Files

T

Ethanfel 21ed93d3ee docs: add audio dataset pipeline reference doc

Full research notes on cleaning, augmentation, and quality metrics for
generative model training. Covers LUFS normalization, AudioSep, waveform
augmentation (pitch shift, RIR, EQ), latent mixup, DNSMOS gating, tool
install commands, and key paper references.

Co-Authored-By: Claude Sonnet 4.6 <noreply@anthropic.com>

2026-04-06 13:37:48 +02:00

6.5 KiB

Raw Blame History

Audio Dataset Pipeline for Generative Model Training

Research notes on audio cleaning, augmentation, and quality metrics for LoRA fine-tuning of MMAudio/SelVA. Based on papers and tooling survey (April 2026).

Core Principle

Augmentation for generative models ≠ augmentation for classifiers. The goal is not invariance — it is expanding the training manifold so the model learns the distribution of a sound rather than memorizing a fixed set of waveforms.

With 10 clips, velocity field collapse (arXiv:2410.23594) is mathematically expected: the flow-matching model memorizes the training trajectories instead of generalizing.
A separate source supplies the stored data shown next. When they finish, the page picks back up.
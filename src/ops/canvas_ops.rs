// ============================================================================
// CANVAS-LEVEL OPERATIONS: layer and canvas edits that record undo history
// ============================================================================

use egui::Rect;

use crate::canvas::{BlendMode, Document, LayerId};
use crate::components::history::HistoryManager;
use crate::compositor::blend_pixel;
use crate::error::{EditError, EditResult};
use crate::ops::transform::{self, Rotation};
use crate::surface::{PixelSurface, ResampleFilter};

/// Run `op` on the document and, if it succeeds, snapshot the result under
/// `description`. A failed op leaves both document and history untouched.
pub fn do_snapshot_op<T>(
    doc: &mut Document,
    history: &mut HistoryManager,
    description: &str,
    op: impl FnOnce(&mut Document) -> EditResult<T>,
) -> EditResult<T> {
    match op(doc) {
        Ok(out) => {
            history.snapshot(doc, description);
            tracing::info!("{description}");
            Ok(out)
        }
        Err(err) => {
            tracing::warn!("{description} rejected: {err}");
            Err(err)
        }
    }
}

// ---------------------------------------------------------------------------
//  Layer stack
// ---------------------------------------------------------------------------

/// Add a new transparent layer on top; it becomes active.
pub fn add_layer(doc: &mut Document, history: &mut HistoryManager) -> EditResult<LayerId> {
    let name = format!("Layer {}", doc.layer_count() + 1);
    do_snapshot_op(doc, history, "New Layer", |d| d.add_layer(&name))
}

/// Delete a layer (the last remaining layer is kept).
pub fn delete_layer(doc: &mut Document, history: &mut HistoryManager, id: LayerId) -> EditResult<()> {
    do_snapshot_op(doc, history, "Delete Layer", |d| d.delete_layer(id).map(|_| ()))
}

pub fn duplicate_layer(doc: &mut Document, history: &mut HistoryManager, id: LayerId) -> EditResult<LayerId> {
    do_snapshot_op(doc, history, "Duplicate Layer", |d| d.duplicate_layer(id))
}

pub fn toggle_visibility(doc: &mut Document, history: &mut HistoryManager, id: LayerId) -> EditResult<bool> {
    do_snapshot_op(doc, history, "Toggle Visibility", |d| d.toggle_visibility(id))
}

pub fn set_opacity(doc: &mut Document, history: &mut HistoryManager, id: LayerId, value: f32) -> EditResult<f32> {
    do_snapshot_op(doc, history, "Layer Opacity", |d| d.set_opacity(id, value))
}

pub fn set_blend_mode(doc: &mut Document, history: &mut HistoryManager, id: LayerId, mode: BlendMode) -> EditResult<()> {
    do_snapshot_op(doc, history, "Blend Mode", |d| d.set_blend_mode(id, mode))
}

pub fn rename_layer(doc: &mut Document, history: &mut HistoryManager, id: LayerId, name: &str) -> EditResult<()> {
    do_snapshot_op(doc, history, "Rename Layer", |d| d.rename_layer(id, name))
}

pub fn reorder_layer(doc: &mut Document, history: &mut HistoryManager, from: usize, to: usize) -> EditResult<()> {
    do_snapshot_op(doc, history, "Move Layer", |d| d.reorder(from, to))
}

pub fn clear_active_layer(doc: &mut Document, history: &mut HistoryManager) -> EditResult<()> {
    do_snapshot_op(doc, history, "Clear Layer", Document::clear_active_layer)
}

/// Composite `id` onto the layer directly below it using its blend mode and
/// opacity, then remove it. The lower layer becomes active.
pub fn merge_down(doc: &mut Document, history: &mut HistoryManager, id: LayerId) -> EditResult<()> {
    do_snapshot_op(doc, history, "Merge Down", |d| merge_layer_down(d, id))
}

fn merge_layer_down(doc: &mut Document, id: LayerId) -> EditResult<()> {
    let index = doc.index_of(id).ok_or(EditError::LayerNotFound(id))?;
    if index == 0 {
        return Err(EditError::IndexOutOfRange { index, len: doc.layer_count() });
    }
    let top = &doc.layers()[index];
    let below = &doc.layers()[index - 1];
    let below_id = below.id;

    let mut merged: PixelSurface = below.pixels.clone();
    if top.visible {
        let (mode, opacity) = (top.blend_mode, top.opacity);
        for (dst, src) in merged.pixels_mut().chunks_exact_mut(4).zip(top.pixels.pixels().chunks_exact(4)) {
            let out = blend_pixel(
                image::Rgba([dst[0], dst[1], dst[2], dst[3]]),
                image::Rgba([src[0], src[1], src[2], src[3]]),
                mode,
                opacity,
            );
            dst.copy_from_slice(&out.0);
        }
    }

    doc.delete_layer(id)?;
    if let Some(layer) = doc.layer_mut(below_id) {
        layer.pixels = merged;
    }
    doc.set_active_layer(below_id)
}

pub fn flatten(doc: &mut Document, history: &mut HistoryManager) -> EditResult<()> {
    do_snapshot_op(doc, history, "Flatten Image", transform::flatten_image)
}

// ---------------------------------------------------------------------------
//  Whole-canvas transforms
// ---------------------------------------------------------------------------

pub fn resize_image(doc: &mut Document, history: &mut HistoryManager, width: u32, height: u32, filter: ResampleFilter) -> EditResult<()> {
    do_snapshot_op(doc, history, "Resize Image", |d| transform::resize_image(d, width, height, filter))
}

pub fn crop(doc: &mut Document, history: &mut HistoryManager, rect: Rect) -> EditResult<()> {
    do_snapshot_op(doc, history, "Crop", |d| transform::crop(d, rect))
}

pub fn rotate(doc: &mut Document, history: &mut HistoryManager, rotation: Rotation) -> EditResult<()> {
    do_snapshot_op(doc, history, rotation.label(), |d| transform::rotate(d, rotation))
}

pub fn flip_horizontal(doc: &mut Document, history: &mut HistoryManager) -> EditResult<()> {
    do_snapshot_op(doc, history, "Flip Horizontal", |d| {
        transform::flip_horizontal(d);
        Ok(())
    })
}

pub fn flip_vertical(doc: &mut Document, history: &mut HistoryManager) -> EditResult<()> {
    do_snapshot_op(doc, history, "Flip Vertical", |d| {
        transform::flip_vertical(d);
        Ok(())
    })
}

/// Fit an image into the canvas (aspect preserved, centred) as a new
/// topmost, active layer.
pub fn install_image_layer(doc: &mut Document, history: &mut HistoryManager, image: &PixelSurface, name: &str) -> EditResult<LayerId> {
    let fitted = transform::fit_to_canvas(image, doc.width(), doc.height())?;
    install_fitted_layer(doc, history, fitted, name)
}

/// Add a surface already sized to the canvas as the topmost, active layer.
pub fn install_fitted_layer(doc: &mut Document, history: &mut HistoryManager, surface: PixelSurface, name: &str) -> EditResult<LayerId> {
    do_snapshot_op(doc, history, "Insert Image", |d| d.push_layer_surface(name, surface))
}
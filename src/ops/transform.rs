// ============================================================================
// TRANSFORM OPERATIONS: resize, crop, rotate, flip and flatten the canvas
// ============================================================================
//
// Every whole-canvas transform builds all new layer surfaces first and only
// swaps them into the document once every allocation has succeeded.

use egui::{Rect, pos2, vec2};
use image::Rgba;
use rayon::prelude::*;

use crate::canvas::{Document, Layer};
use crate::compositor::{CompositeOptions, compose};
use crate::error::{EditError, EditResult};
use crate::surface::{PixelSurface, ResampleFilter, check_dimensions};

#[derive(Clone, Copy, Debug, PartialEq, Eq)]
pub enum Rotation {
    Cw90,
    Ccw90,
    Half,
}

impl Rotation {
    pub fn label(&self) -> &'static str {
        match self {
            Rotation::Cw90 => "Rotate 90° CW",
            Rotation::Ccw90 => "Rotate 90° CCW",
            Rotation::Half => "Rotate 180°",
        }
    }

    pub fn from_name(name: &str) -> Option<Self> {
        match name.trim().to_lowercase().as_str() {
            "cw" | "90" | "cw90" => Some(Rotation::Cw90),
            "ccw" | "-90" | "270" | "ccw90" => Some(Rotation::Ccw90),
            "180" | "half" => Some(Rotation::Half),
            _ => None,
        }
    }

    fn swaps_axes(self) -> bool {
        !matches!(self, Rotation::Half)
    }
}

/// Collect per-layer results; any failure aborts the whole transform.
fn rebuild_all<F>(doc: &Document, f: F) -> EditResult<Vec<PixelSurface>>
where
    F: Fn(&PixelSurface) -> EditResult<PixelSurface> + Sync + Send,
{
    doc.layers().par_iter().map(|layer| f(&layer.pixels)).collect()
}

// ---------------------------------------------------------------------------
//  Whole-canvas transforms (affect ALL layers)
// ---------------------------------------------------------------------------

/// Resample every layer to `new_w × new_h`.
pub fn resize_image(doc: &mut Document, new_w: u32, new_h: u32, filter: ResampleFilter) -> EditResult<()> {
    check_dimensions(new_w, new_h)?;
    let surfaces = rebuild_all(doc, |px| px.resized(new_w, new_h, filter))?;
    tracing::info!(from_w = doc.width(), from_h = doc.height(), new_w, new_h, filter = filter.name(), "Resize image");
    doc.replace_surfaces(new_w, new_h, surfaces);
    Ok(())
}

/// Crop every layer to `rect`. Position and size are floored; the region
/// may extend past the canvas, in which case the overhang is transparent.
pub fn crop(doc: &mut Document, rect: Rect) -> EditResult<()> {
    let x = rect.min.x.floor();
    let y = rect.min.y.floor();
    let w = rect.width().floor();
    let h = rect.height().floor();
    if !(w >= 1.0 && h >= 1.0) {
        return Err(EditError::InvalidGeometry { width: w as i64, height: h as i64 });
    }
    let (x, y, w, h) = (x as i64, y as i64, w as u32, h as u32);
    check_dimensions(w, h)?;
    let surfaces = rebuild_all(doc, |px| px.cropped(x, y, w, h))?;
    tracing::info!(x, y, w, h, "Crop");
    doc.replace_surfaces(w, h, surfaces);
    Ok(())
}

/// Rotate the canvas; quarter turns swap width and height.
pub fn rotate(doc: &mut Document, rotation: Rotation) -> EditResult<()> {
    let surfaces: Vec<PixelSurface> = doc
        .layers()
        .par_iter()
        .map(|layer| match rotation {
            Rotation::Cw90 => layer.pixels.rotated_90_cw(),
            Rotation::Ccw90 => layer.pixels.rotated_90_ccw(),
            Rotation::Half => layer.pixels.rotated_180(),
        })
        .collect();
    let (w, h) = if rotation.swaps_axes() {
        (doc.height(), doc.width())
    } else {
        (doc.width(), doc.height())
    };
    tracing::info!(rotation = rotation.label(), "Rotate canvas");
    doc.replace_surfaces(w, h, surfaces);
    Ok(())
}

/// Mirror the entire canvas left↔right.
pub fn flip_horizontal(doc: &mut Document) {
    let surfaces = doc.layers().par_iter().map(|l| l.pixels.flipped_horizontal()).collect();
    doc.replace_surfaces(doc.width(), doc.height(), surfaces);
}

/// Mirror the entire canvas top↔bottom.
pub fn flip_vertical(doc: &mut Document) {
    let surfaces = doc.layers().par_iter().map(|l| l.pixels.flipped_vertical()).collect();
    doc.replace_surfaces(doc.width(), doc.height(), surfaces);
}

/// Flatten all visible layers into a single "Background" layer.
pub fn flatten_image(doc: &mut Document) -> EditResult<()> {
    let opts = CompositeOptions {
        background: Rgba([0, 0, 0, 0]),
        preview_blend: None,
    };
    let flat = compose(doc, &opts)?;
    let id = doc.allocate_id();
    let (w, h) = (doc.width(), doc.height());
    doc.replace_all(w, h, vec![Layer::new(id, "Background", flat)]);
    Ok(())
}

// ---------------------------------------------------------------------------
//  Placing external images
// ---------------------------------------------------------------------------

/// Scale `image` to fit inside `width × height` preserving aspect ratio,
/// centred on a transparent surface of exactly that size.
pub fn fit_to_canvas(image: &PixelSurface, width: u32, height: u32) -> EditResult<PixelSurface> {
    let mut out = PixelSurface::new(width, height)?;
    let (iw, ih) = (image.width() as f32, image.height() as f32);
    let scale = (width as f32 / iw).min(height as f32 / ih);
    let (dw, dh) = (iw * scale, ih * scale);
    let origin = pos2((width as f32 - dw) / 2.0, (height as f32 - dh) / 2.0);
    let filter = if image.dimensions() == (width, height) {
        ResampleFilter::Nearest
    } else {
        ResampleFilter::Bilinear
    };
    out.draw_image(image, image.bounds(), Rect::from_min_size(origin, vec2(dw, dh)), filter);
    Ok(out)
}
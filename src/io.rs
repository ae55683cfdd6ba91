// ============================================================================
// IMAGE I/O: decode into surfaces, encode composites as PNG
// ============================================================================

use std::fs::File;
use std::io::BufWriter;
use std::path::Path;

use image::codecs::png::PngEncoder;
use image::{ColorType, ImageEncoder};

use crate::error::{EditError, EditResult};
use crate::surface::PixelSurface;

/// Encode a surface as an RGBA8 PNG in memory.
pub fn encode_png(surface: &PixelSurface) -> EditResult<Vec<u8>> {
    let mut buf = Vec::new();
    write_png_to(&mut buf, surface)?;
    Ok(buf)
}

fn write_png_to<W: std::io::Write>(writer: W, surface: &PixelSurface) -> EditResult<()> {
    PngEncoder::new(writer)
        .write_image(surface.pixels(), surface.width(), surface.height(), ColorType::Rgba8)
        .map_err(EditError::Encode)
}

/// Decode any format the `image` crate understands into an RGBA surface.
pub fn decode_image(bytes: &[u8]) -> EditResult<PixelSurface> {
    let img = image::load_from_memory(bytes).map_err(EditError::Decode)?.to_rgba8();
    PixelSurface::from_rgba_image(img)
}

/// Load an image file. Returns the surface and a layer name taken from the
/// file stem.
pub fn load_image_file(path: &Path) -> EditResult<(PixelSurface, String)> {
    let img = image::open(path).map_err(EditError::Decode)?.to_rgba8();
    let name = path
        .file_stem()
        .and_then(|s| s.to_str())
        .unwrap_or("Image")
        .to_string();
    tracing::info!(path = %path.display(), w = img.width(), h = img.height(), "Loaded image");
    Ok((PixelSurface::from_rgba_image(img)?, name))
}

/// Write a surface to `path` as PNG.
pub fn write_png(path: &Path, surface: &PixelSurface) -> EditResult<()> {
    let file = File::create(path)?;
    write_png_to(BufWriter::new(file), surface)?;
    tracing::info!(path = %path.display(), "Wrote PNG");
    Ok(())
}

#[cfg(test)]
mod tests {
    use super::*;
    use image::Rgba;

    #[test]
    fn png_survives_encode_and_decode() {
        let mut surface = PixelSurface::new(3, 2).unwrap();
        surface.put_pixel(2, 1, Rgba([10, 20, 30, 40]));
        let bytes = encode_png(&surface).unwrap();
        assert_eq!(&bytes[1..4], b"PNG");
        assert_eq!(decode_image(&bytes).unwrap(), surface);
    }

    #[test]
    fn garbage_fails_to_decode() {
        assert!(matches!(decode_image(b"not an image"), Err(EditError::Decode(_))));
    }
}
More diverse data is the only real fix.

Recommended Pipeline

Step 1 — Quality Screening

# Clipping check
clip_ratio = np.sum(np.abs(audio) >= 0.99) / len(audio)  # flag if > 0.1%

# DC offset check + removal
dc = np.mean(audio)
audio -= dc

# LUFS normalization to -14 LUFS (essential for training consistency)
# pip install pyloudnorm
import pyloudnorm as pyln
meter = pyln.Meter(sr)
loudness = meter.integrated_loudness(audio)
audio = pyln.normalize.loudness(audio, loudness, -14.0)
# Or via ffmpeg: ffmpeg -af loudnorm=I=-14:LRA=7:TP=-1

# DNSMOS quality gate (discard if OVRL < 3.5 for training; < 2.5 is unusable)
# from Microsoft DNS-Challenge repo

Step 2 — Cleaning

Tool	Install	Use
AudioSep	`pip install audiosep`	Isolate target sound from background — most impactful tool
noisereduce	`pip install noisereduce`	Light stationary/non-stationary denoising, preserves character
librosa	`pip install librosa`	Silence trimming: `librosa.effects.trim(audio, top_db=30)`
torchaudio.transforms.Fade	(torchaudio)	Prevent click artifacts at clip edges
DeepFilterNet	`pip install deepfilternet`	Heavy denoising — good for speech, may alter tonal sounds

AudioSep usage:

from audiosep import AudioSep
model = AudioSep.from_pretrained("audio-agi/audiosep")
# ~1.5 GB checkpoint, ~4 GB VRAM
model.inference(audio_path, "a dog barking loudly", output_path)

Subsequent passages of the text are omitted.